Em um setor historicamente marcado por protagonismo masculino, algumas mulheres vêm transformando a cena gastronômica brasileira com técnica, personalidade e visão de futuro. Para pautas especiais de Dia Internacional da Mulher, reunimos quatro profissionais que ocupam posições de liderança — do fogo à adega, da cozinha autoral ao salão — e ajudam a ampliar o repertório e a representatividade do setor.
Paula Labaki – A Rainha da Brasa

Especialista em brasa e chef de gastronomia do Grupo Churrascada, Paula Labaki construiu uma trajetória singular em um território ainda predominantemente masculino: o do fogo. Conhecida como a “Rainha da Brasa”, é hoje um dos principais nomes quando o assunto é defumação e churrasco de alta gastronomia no Brasil e no exterior.
Com domínio técnico, pesquisa constante e presença marcante, Paula transformou o churrasco em linguagem autoral — combinando cortes precisos, técnicas de defumação e construção de sabor sofisticada. Sua atuação vai além da cozinha: ela se tornou referência para mulheres que desejam ocupar espaços tradicionalmente fechados, mostrando que liderança também pode ser exercida ao redor da brasa.
Cafira – Cozinha brasileira com protagonismo feminino

À frente das cozinhas do Grupo Fitó, Cafira foi uma das precursoras, em São Paulo, de uma brigada formada exclusivamente por mulheres — movimento que ajudou a reposicionar a discussão sobre equidade nas cozinhas profissionais.
Sua cozinha traduz uma brasilidade contemporânea, com ingredientes de origem bem definida, técnica apurada e olhar sensível para memória e território. Mais do que uma chef, Cafira é formadora: constrói equipes, abre caminhos e demonstra, na prática, que excelência e representatividade podem caminhar juntas.
Bel Costa – Gastronomia, arte e afeto em Paraty

Chef e artista plástica, Bel Costa comanda há anos o Refúgio, em Paraty, ao lado das filhas Manoela e Isabela.

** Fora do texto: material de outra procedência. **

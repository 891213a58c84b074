//! Reviewable types.

use chrono::{DateTime, Utc};
use serde::{Deserialize, Serialize};

use super::Side;

/// A derived, independently schedulable prompt/answer pairing.
///
/// Reviewables are never hard-deleted. Reconciliation archives them
/// instead, because deletion would orphan their review history, and
/// restores them when their exact field composition reappears.
#[derive(Debug, Clone, Serialize, Deserialize)]
pub struct Reviewable {
    /// Reviewable ID.
    pub id: String,
    /// Owning note ID.
    pub note_id: String,
    /// Whether the reviewable is archived.
    pub archived: bool,
    /// Creation timestamp.
    pub created_at: DateTime<Utc>,
    /// Member fields in emission order. Invariant: at least one
    /// prompt-side and one answer-side element.
    pub elements: Vec<ReviewableElement>,
}

/// One member field of a reviewable, with its card side.
#[derive(Debug, Clone, PartialEq, Eq, Serialize, Deserialize)]
pub struct ReviewableElement {
    /// Member field ID.
    pub field_id: String,
    /// Which side of the card the field lands on.
    pub side: Side,
}

impl ReviewableElement {
    pub fn new(field_id: impl Into<String>, side: Side) -> Self {
        Self {
            field_id: field_id.into(),
            side,
        }
    }
}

É responsável tanto pelo menu quanto pela atmosfera da casa — da curadoria estética ao décor, imprimindo identidade própria a cada detalhe.
Sua cozinha combina técnica, memória afetiva e ingredientes frescos da região, refletindo o entorno caiçara e o ritmo da cidade histórica. No Refúgio, gastronomia e arte dialogam de forma orgânica, e o restaurante se torna extensão da personalidade da chef: acolhedor, criativo e profundamente autoral.
Mazé Loiola – O protagonismo feminino também na adega

No salão e na adega do Loup Restaurante, Mazé Loiola reafirma a importância da presença feminina também no universo do vinho — outro território historicamente masculino. Com olhar apurado e escuta sensível, ela constrói harmonizações que ampliam a experiência do cliente e aproximam o público do universo enológico.
Seu trabalho envolve curadoria, educação e hospitalidade: mais do que sugerir rótulos, Mazé cria pontes entre cozinha e taça, mostrando que o protagonismo feminino na gastronomia também se expressa na técnica, na narrativa e no serviço.
Mulheres que ampliam o repertório
Brasa, cozinha autoral, gestão de equipes, arte, vinho. As trajetórias de Paula Labaki, Cafira, Bel Costa e Mazé Loiola mostram que o Dia Internacional da Mulher é também oportunidade para discutir liderança, representatividade e inovação na gastronomia brasileira.
São personagens com histórias consistentes, discurso sólido e atuação relevante — prontas para enriquecer pautas sobre empreendedorismo feminino, desafios do mercado, alta gastronomia, hospitalidade e transformação cultural no setor.